*What the exercise asks*. The whole listing below should be duplicated exactly, with nothing left out.

---------------

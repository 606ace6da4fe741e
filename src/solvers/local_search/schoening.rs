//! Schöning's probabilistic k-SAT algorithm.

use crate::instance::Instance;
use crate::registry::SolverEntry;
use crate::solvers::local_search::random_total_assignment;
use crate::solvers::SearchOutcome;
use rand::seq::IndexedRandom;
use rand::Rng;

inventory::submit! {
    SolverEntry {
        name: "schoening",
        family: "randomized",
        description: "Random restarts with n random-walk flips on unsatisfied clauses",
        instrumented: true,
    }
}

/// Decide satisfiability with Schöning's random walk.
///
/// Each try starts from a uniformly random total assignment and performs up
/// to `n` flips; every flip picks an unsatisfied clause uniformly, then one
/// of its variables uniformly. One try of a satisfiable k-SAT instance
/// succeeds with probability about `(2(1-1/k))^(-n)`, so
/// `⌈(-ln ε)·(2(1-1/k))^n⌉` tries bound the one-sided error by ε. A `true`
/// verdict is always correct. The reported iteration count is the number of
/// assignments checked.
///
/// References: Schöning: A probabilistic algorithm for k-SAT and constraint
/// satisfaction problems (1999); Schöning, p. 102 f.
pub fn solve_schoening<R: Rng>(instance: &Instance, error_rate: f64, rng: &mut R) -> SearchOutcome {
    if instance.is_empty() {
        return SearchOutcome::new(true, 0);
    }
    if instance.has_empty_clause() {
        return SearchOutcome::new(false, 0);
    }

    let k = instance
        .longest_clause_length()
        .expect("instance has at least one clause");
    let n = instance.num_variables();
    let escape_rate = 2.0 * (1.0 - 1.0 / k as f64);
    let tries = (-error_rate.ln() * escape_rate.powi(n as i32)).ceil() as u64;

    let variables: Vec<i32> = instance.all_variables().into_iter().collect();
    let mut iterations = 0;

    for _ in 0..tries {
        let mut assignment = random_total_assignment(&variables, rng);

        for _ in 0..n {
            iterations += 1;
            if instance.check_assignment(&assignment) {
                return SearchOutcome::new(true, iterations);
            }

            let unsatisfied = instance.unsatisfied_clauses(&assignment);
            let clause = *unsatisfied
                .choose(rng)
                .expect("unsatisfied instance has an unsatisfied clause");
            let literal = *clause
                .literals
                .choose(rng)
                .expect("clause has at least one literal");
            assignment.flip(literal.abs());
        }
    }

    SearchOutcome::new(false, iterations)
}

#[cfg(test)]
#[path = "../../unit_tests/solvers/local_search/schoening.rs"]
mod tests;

---------------

*Task solution*.
repository 606ace6da4fe741e
filename src/solvers/local_search/schoening.rs
//! Schöning's probabilistic k-SAT algorithm.

use crate::instance::Instance;
use crate::registry::SolverEntry;
use crate::solvers::local_search::random_total_assignment;
use crate::solvers::SearchOutcome;
use rand::seq::IndexedRandom;
use rand::Rng;

inventory::submit! {
    SolverEntry {
        name: "schoening",
        family: "randomized",
        description: "Random restarts with n random-walk flips on unsatisfied clauses",
        instrumented: true,
    }
}

/// Decide satisfiability with Schöning's random walk.
///
/// Each try starts from a uniformly random total assignment and performs up
/// to `n` flips; every flip picks an unsatisfied clause uniformly, then one
/// of its variables uniformly. One try of a satisfiable k-SAT instance
/// succeeds with probability about `(2(1-1/k))^(-n)`, so
/// `⌈(-ln ε)·(2(1-1/k))^n⌉` tries bound the one-sided error by ε. A `true`
/// verdict is always correct. The reported iteration count is the number of
/// assignments checked.
///
/// References: Schöning: A probabilistic algorithm for k-SAT and constraint
/// satisfaction problems (1999); Schöning, p. 102 f.
pub fn solve_schoening<R: Rng>(instance: &Instance, error_rate: f64, rng: &mut R) -> SearchOutcome {
    if instance.is_empty() {
        return SearchOutcome::new(true, 0);
    }
    if instance.has_empty_clause() {
        return SearchOutcome::new(false, 0);
    }

    let k = instance
        .longest_clause_length()
        .expect("instance has at least one clause");
    let n = instance.num_variables();
    let escape_rate = 2.0 * (1.0 - 1.0 / k as f64);
    let tries = (-error_rate.ln() * escape_rate.powi(n as i32)).ceil() as u64;

    let variables: Vec<i32> = instance.all_variables().into_iter().collect();
    let mut iterations = 0;

    for _ in 0..tries {
        let mut assignment = random_total_assignment(&variables, rng);

        for _ in 0..n {
            iterations += 1;
            if instance.check_assignment(&assignment) {
                return SearchOutcome::new(true, iterations);
            }

            let unsatisfied = instance.unsatisfied_clauses(&assignment);
            let clause = *unsatisfied
                .choose(rng)
                .expect("unsatisfied instance has an unsatisfied clause");
            let literal = *clause
                .literals
                .choose(rng)
                .expect("clause has at least one literal");
            assignment.flip(literal.abs());
        }
    }

    SearchOutcome::new(false, iterations)
}

#[cfg(test)]
#[path = "../../unit_tests/solvers/local_search/schoening.rs"]
mod tests;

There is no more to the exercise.